Chocolate: Helps the Heart,
But Bad for Bones?
In the wake of evidence that consuming chocolate can
reduce the risk of certain heart ailments, new studies are
showing that the tasty treat may not be so good for the bones.
The findings showed that older women who ate some chocolate
every day had weaker, thinner bones than those who ate
chocolate less frequently—the relationship was independent
of other dietary factors. Although chocolates are rich in
flavonoids, they are high in oxalate, which blocks calcium
absorption, and sugar. The findings were published in the
January issue of the American Journal of Clinical Nutrition.
Researchers from the University of Western Australia School
of Medicine and Pharmacology in Perth studied the data on
1001 women aged 70 to 85 who were participating in a study
on calcium supplementation and fracture risk.Women who ate
chocolate every day matched those who ate less chocolate in
other daily consumptions. The chocolate eaters also weighed
less and had an overall lower average body mass index than
their peers. These women, however, had a 3.1% lower bone
density and weaker bones in the heel and shin than those who
ate less chocolate.
RA Treatment May Have Other Benefits
A team of doctors and scientists at the
University of Rochester Medical Center in
New York found that a category of medicine
used to treat patients with rheumatoid
arthritis (RA) also has a profound
positive effect on the immune system by
breaking up molecular clusters for rogue
cells that encourage autoimmune diseases
like RA. The medicines, known as
anti–tumor necrosis factor (anti-TNF)
compounds, help eliminate abnormal
activity in germinal centers, which take
part in the development of many autoimmune
diseases. The findings were published
in the January 15 issue of the
Journal of Immunology.
The study was sponsored by a number
of arthritis organizations, and the researchers
found that anti-TNF drugs disrupt
structures in the lymph system
called germinal centers, which usually
appear at the onset of an illness to program
the body’s natural defense cells to
attack the illness. Normally, once the disease
has passed, the germinal centers
dissipate, but in autoimmune diseases,
they linger, causing the defense cells to
attack healthy tissue. Researchers found
that taking anti-TNF drugs inhibits the formation
of the "renegade" germinal centers,
affording the lymph system the
opportunity to recover from disease
properly.
Women Postpone
Knee Surgery
A study by the University of Delaware shows that women are
more likely to wait longer to undergo knee-replacement surgery
than men. Women tend to put the surgery off until they can no
longer tolerate the pain, but in doing so, they may be risking their
quality of life and mobility considerably. Researchers noted that
doctors sometimes give this advice to patients facing knee replacement,
which could do more harm than good.
The study, which was funded by a grant from the National
Institutes of Health, looked at 229 candidates for total knee
replacement, including 95 men and 126 women with osteoarthritis
(OA). They were compared with 44 healthy men and women who
matched them in age and body mass index. Each patient took part
in a series of physical tests (eg, stair climbing, 6-minute walk).

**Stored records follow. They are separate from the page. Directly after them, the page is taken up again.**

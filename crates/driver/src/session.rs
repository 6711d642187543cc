//! Per-device session and its lifecycle
//!
//! A [`DeviceSession`] is built once per attached flightstick and owns the
//! interrupt stream and the control poll chain. Lifecycle entry points are
//! serialized by one lock. Completion callbacks never take it and rely on
//! the transport's blocking `cancel` instead.
//!
//! ```text
//!   CLOSED --open--> OPEN --close--> CLOSED
//!                     |  ^
//!              suspend|  |resume / reset-resume / post-reset
//!                     v  |
//!                  OPEN+SUSPENDED
//! ```

use common::{AllocMode, EventSink, SubmitError, Transport};
use protocol::PollPhase;
use std::sync::{Arc, Mutex, MutexGuard};
use thiserror::Error;
use tracing::{debug, info, warn};

use crate::config::MappingSettings;
use crate::log_submit_error;
use crate::poll::ControlPollChain;
use crate::publish::Publisher;
use crate::stats::TransferStats;
use crate::stream::InterruptStream;
use crate::usb::InterruptEndpoint;

/// Failure of a lifecycle entry point
#[derive(Debug, Clone, PartialEq, Eq, Error)]
pub enum SessionError {
    /// The interrupt read could not be submitted
    #[error("I/O error: {0}")]
    Io(#[source] SubmitError),
}

/// Why the host is suspending the device
#[derive(Debug, Clone, Copy, PartialEq, Eq)]
pub enum SuspendReason {
    /// Runtime power management, the device was idle
    Auto,
    /// System-wide sleep
    System,
}

#[derive(Debug, Default)]
struct Lifecycle {
    is_open: bool,
    suspended: bool,
}

/// Holds the lifecycle lock between [`DeviceSession::pre_reset`] and
/// [`DeviceSession::post_reset`]
#[must_use = "dropping the window without post_reset leaves the transfers stopped"]
pub struct ResetWindow<'a> {
    session: &'a DeviceSession,
    lifecycle: MutexGuard<'a, Lifecycle>,
}

/// One attached flightstick
pub struct DeviceSession {
    lifecycle: Mutex<Lifecycle>,
    stream: InterruptStream,
    poll: ControlPollChain,
    publisher: Arc<Publisher>,
}

impl DeviceSession {
    pub fn new(
        transport: Arc<dyn Transport>,
        sink: Arc<dyn EventSink>,
        endpoint: InterruptEndpoint,
        mapping: MappingSettings,
    ) -> Self {
        let publisher = Arc::new(Publisher::new(sink, mapping));
        Self {
            lifecycle: Mutex::new(Lifecycle::default()),
            stream: InterruptStream::new(Arc::clone(&transport), Arc::clone(&publisher), endpoint),
            poll: ControlPollChain::new(transport, Arc::clone(&publisher)),
            publisher,
        }
    }

    fn lock(&self) -> MutexGuard<'_, Lifecycle> {
        self.lifecycle.lock().unwrap_or_else(|e| e.into_inner())
    }

    /// Start reporting
    ///
    /// Arms the interrupt read, then starts the poll chain at phase A. Failing
    /// to arm the read fails the open; failing to start the chain only logs.
    /// Opening an open session succeeds without touching the transfers.
    pub fn open(&self) -> Result<(), SessionError> {
        let mut lifecycle = self.lock();
        if lifecycle.is_open {
            debug!("Session already open");
            return Ok(());
        }

        self.stream.arm(AllocMode::MayBlock).map_err(|e| {
            log_submit_error("interrupt arm", &e);
            SessionError::Io(e)
        })?;
        lifecycle.is_open = true;
        lifecycle.suspended = false;

        if let Err(e) = self.poll.start(AllocMode::MayBlock) {
            warn!("Poll chain did not start: {}", e);
        }

        info!(
            "Session open on endpoint 0x{:02x}",
            self.stream.endpoint().address
        );
        Ok(())
    }

    /// Stop reporting and wait until no callback is running
    pub fn close(&self) {
        let mut lifecycle = self.lock();
        self.cancel_transfers();
        lifecycle.is_open = false;
        lifecycle.suspended = false;
        info!("Session closed");
    }

    /// Stop the transfers but remember the session was open
    pub fn suspend(&self, reason: SuspendReason) {
        let mut lifecycle = self.lock();
        if !lifecycle.is_open {
            debug!("Suspend ({:?}) on closed session", reason);
            return;
        }

        self.cancel_transfers();
        lifecycle.suspended = true;
        info!("Session suspended ({:?})", reason);
    }

    /// Restart the transfers of an open session
    pub fn resume(&self) -> Result<(), SessionError> {
        let mut lifecycle = self.lock();
        self.restart(&mut lifecycle)
    }

    /// Resume after the device was reset while suspended
    pub fn reset_resume(&self) -> Result<(), SessionError> {
        self.resume()
    }

    /// Stop the transfers ahead of a device reset
    ///
    /// The lifecycle lock stays held until the returned window is passed to
    /// [`post_reset`](Self::post_reset).
    pub fn pre_reset(&self) -> ResetWindow<'_> {
        let lifecycle = self.lock();
        self.cancel_transfers();
        debug!("Entering reset window");
        ResetWindow {
            session: self,
            lifecycle,
        }
    }

    /// Restart the transfers after a device reset and release the lock
    pub fn post_reset(&self, window: ResetWindow<'_>) -> Result<(), SessionError> {
        debug_assert!(
            std::ptr::eq(self, window.session),
            "reset window belongs to another session"
        );
        let ResetWindow {
            session,
            mut lifecycle,
        } = window;
        debug!("Leaving reset window");
        session.restart(&mut lifecycle)
    }

    /// Re-arm the read and restart the chain at phase A
    ///
    /// The chain restarts even when the read cannot be armed; the arm result
    /// is what gets reported.
    fn restart(&self, lifecycle: &mut Lifecycle) -> Result<(), SessionError> {
        if !lifecycle.is_open {
            debug!("Session not open, nothing to restart");
            return Ok(());
        }
        lifecycle.suspended = false;

        let armed = if self.stream.is_armed() {
            Ok(())
        } else {
            self.stream.arm(AllocMode::MayBlock)
        };
        if let Err(e) = &armed {
            log_submit_error("interrupt re-arm", e);
        }

        // a chain that is still running would be mid-cycle, start over at A
        self.poll.stop();
        if let Err(e) = self.poll.start(AllocMode::MayBlock) {
            log_submit_error("poll restart", &e);
        }

        armed.map_err(SessionError::Io)
    }

    fn cancel_transfers(&self) {
        self.stream.cancel();
        self.poll.stop();
    }

    pub fn is_open(&self) -> bool {
        self.lock().is_open
    }

    pub fn is_suspended(&self) -> bool {
        self.lock().suspended
    }

    pub fn stream_armed(&self) -> bool {
        self.stream.is_armed()
    }

    pub fn poll_running(&self) -> bool {
        self.poll.is_running()
    }

    pub fn poll_phase(&self) -> PollPhase {
        self.poll.phase()
    }

    pub fn mapping(&self) -> &MappingSettings {
        self.publisher.mapping()
    }

    /// Counters of the interrupt stream and the poll chain
    pub fn stats(&self) -> (TransferStats, TransferStats) {
        (self.stream.stats(), self.poll.stats())
    }
}

impl Drop for DeviceSession {
    fn drop(&mut self) {
        // completion closures hold the stream and chain state alive
        self.cancel_transfers();
    }
}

Although the men had more knee function than the women, the
women with OA showed a greater degree of disability and were all
found to have "painful, end-stage OA." The findings were reported
in the November 2007 issue of the Journal of Bone and Joint
Surgery.
Osteoporosis: It’s
Not Just for Women
Osteoporosis is usually proclaimed as being an afflicter of
women, but more attention is being drawn to the prevalence
of the disease among men as well. The National
Osteoporosis Foundation reports that 12 million men are at
risk and 2 million currently have osteoporosis, but it remains
greatly underdiagnosed and undertreated in men. They stated
that 1 in 5 men will develop osteoporosis and 1 in 4 will
suffer from a fracture related to the disease at some point.
Men tend to have larger, stronger bones than women,
which may explain why osteoporosis affects fewer men
than women. According to the National Institutes of
Health's Osteoporosis and Related Bone Disease National
Resource Center, the most common causes of secondary
osteoporosis in men include alcohol abuse; smoking;
chronic diseases that affect the kidneys, lungs, stomach,
intestines, and hormone levels; and lack of activity. Low levels
of testosterone and excessive loss of calcium in the
urine also can contribute to osteoporosis in men.
F A S T F A C T : According to the Centers for Disease Control and Prevention, the annual cost of arthritis to
the US economy was $128 billion in 2003.